McGinnis briefs us on the day's itinerary--rafting all morning, lunch by the river, rafting all afternoon to River Park. Then, about 10 a.m., we cinch up our life jackets, grab our paddles, climb aboard and paddle into the swift, deep current.

Meatgrinder, our first rapid of the day, approaches. As we coast toward it on a smooth, V-shaped tongue of water, Alison adjusts herself in the captain's seat in the stern. For a moment I wonder if I'm crazy rafting in icy water with a 12-year-old at the helm. But Alison is confident and calm. Barking out commands to us as we drop into a series of frigid waves and frothy, swirling troughs, she guides us through without bashing into a rock, flipping the boat or losing someone overboard. "The South Fork is a very forgiving river," McGinnis says. "That's why it makes an ideal teaching river."

All week the kids have been learning how to maneuver rafts, rig and repair boats, and rescue "swimmers"--the rafting term for overboard crewmen. Today is graduation day, with Alison, Matt and Nat taking turns captaining our raft through a large rapid. To captain a boat you must read the current, decide how to avoid obstacles, and yell out commands to the other paddlers so that together they can navigate such rapids as Meatgrinder, Racehorse Bend, Triple Threat and Troublemaker.
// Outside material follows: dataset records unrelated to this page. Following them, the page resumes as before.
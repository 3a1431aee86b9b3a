//! Shared value types for prompts, masks and batch results

use crate::error::{Result, SamPrepError};
use image::{GrayImage, Luma};
use serde::{Deserialize, Serialize};
use std::path::{Path, PathBuf};

/// Label attached to a point prompt
#[derive(Debug, Clone, Copy, PartialEq, Eq, Serialize, Deserialize)]
pub enum PromptLabel {
    /// The point lies on the object to segment
    Foreground,
    /// The point lies outside the object
    Background,
}

impl PromptLabel {
    /// Numeric label expected by the SAM decoder
    #[must_use]
    pub fn as_f32(self) -> f32 {
        match self {
            Self::Foreground => 1.0,
            Self::Background => 0.0,
        }
    }
}

/// A single image coordinate used to seed mask prediction
#[derive(Debug, Clone, Copy, PartialEq, Eq, Serialize, Deserialize)]
pub struct PointPrompt {
    pub x: u32,
    pub y: u32,
    pub label: PromptLabel,
}

impl PointPrompt {
    #[must_use]
    pub fn foreground(x: u32, y: u32) -> Self {
        Self {
            x,
            y,
            label: PromptLabel::Foreground,
        }
    }

    /// Foreground point at the image centre, `(w / 2, h / 2)`
    #[must_use]
    pub fn center_of(width: u32, height: u32) -> Self {
        Self::foreground(width / 2, height / 2)
    }
}

/// Binary segmentation mask, one byte per pixel (0 or 255)
#[derive(Debug, Clone, PartialEq, Eq)]
pub struct SegmentationMask {
    pub width: u32,
    pub height: u32,
    pub data: Vec<u8>,
}

impl SegmentationMask {
    /// Create a mask from raw data
    ///
    /// # Errors
    /// - `data.len()` does not equal `width * height`
    pub fn new(width: u32, height: u32, data: Vec<u8>) -> Result<Self> {
        let expected = width as usize * height as usize;
        if data.len() != expected {
            return Err(SamPrepError::processing(format!(
                "Mask data has {} bytes, expected {} for {}x{}",
                data.len(),
                expected,
                width,
                height
            )));
        }
        Ok(Self {
            width,
            height,
            data,
        })
    }

    /// Threshold row-major logits into a binary mask
    ///
    /// # Errors
    /// - `logits.len()` does not equal `width * height`
    pub fn from_logits(width: u32, height: u32, logits: &[f32], threshold: f32) -> Result<Self> {
        let data = logits
            .iter()
            .map(|&v| if v > threshold { 255 } else { 0 })
            .collect();
        Self::new(width, height, data)
    }

    /// Number of pixels inside the mask
    #[must_use]
    pub fn foreground_pixels(&self) -> usize {
        self.data.iter().filter(|&&v| v > 0).count()
    }

    /// Convert to an 8-bit grayscale image
    #[must_use]
    pub fn to_image(&self) -> GrayImage {
        GrayImage::from_fn(self.width, self.height, |x, y| {
            let idx = y as usize * self.width as usize + x as usize;
            Luma([self.data.get(idx).copied().unwrap_or(0)])
        })
    }

    /// Save as grayscale PNG
    ///
    /// # Errors
    /// - Encoding or writing the PNG failed
    pub fn save_png<P: AsRef<Path>>(&self, path: P) -> Result<()> {
        self.to_image()
            .save_with_format(path.as_ref(), image::ImageFormat::Png)
            .map_err(|e| {
                SamPrepError::processing_stage_error(
                    "mask saving",
                    &e.to_string(),
                    Some(&path.as_ref().display().to_string()),
                )
            })
    }
}

/// One item of a batch that could not be processed
#[derive(Debug, Clone, PartialEq, Eq)]
pub struct BatchFailure {
    /// File path or URL of the failed item
    pub item: String,
    pub error: String,
}

/// Outcome of a sequential batch run
#[derive(Debug, Clone, PartialEq, Eq)]
pub struct BatchSummary {
    pub total: usize,
    pub succeeded: usize,
    pub failures: Vec<BatchFailure>,
    pub output_dir: PathBuf,
    /// Files written, in processing order
    pub outputs: Vec<PathBuf>,
}

impl BatchSummary {
    #[must_use]
    pub fn new(output_dir: PathBuf, total: usize) -> Self {
        Self {
            total,
            succeeded: 0,
            failures: Vec::new(),
            output_dir,
            outputs: Vec::new(),
        }
    }

    pub fn record_success(&mut self, output: PathBuf) {
        self.succeeded += 1;
        self.outputs.push(output);
    }

    pub fn record_failure<I: Into<String>, E: ToString>(&mut self, item: I, error: &E) {
        self.failures.push(BatchFailure {
            item: item.into(),
            error: error.to_string(),
        });
    }

    #[must_use]
    pub fn failed(&self) -> usize {
        self.failures.len()
    }
}

impl std::fmt::Display for BatchSummary {
    fn fmt(&self, f: &mut std::fmt::Formatter<'_>) -> std::fmt::Result {
        write!(
            f,
            "succeeded {}/{} (output: {})",
            self.succeeded,
            self.total,
            self.output_dir.display()
        )
    }
}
Rapids are rated from Class I to V--from calm water to fierce white water that can include dangerous rocks and even small waterfalls. Meatgrinder is a Class III, Troublemaker is a Class III+. The South Fork, a Class II-III river, is great for beginners, with a strong current, some obstacles, such as boulders and tree limbs, and moderately challenging white water.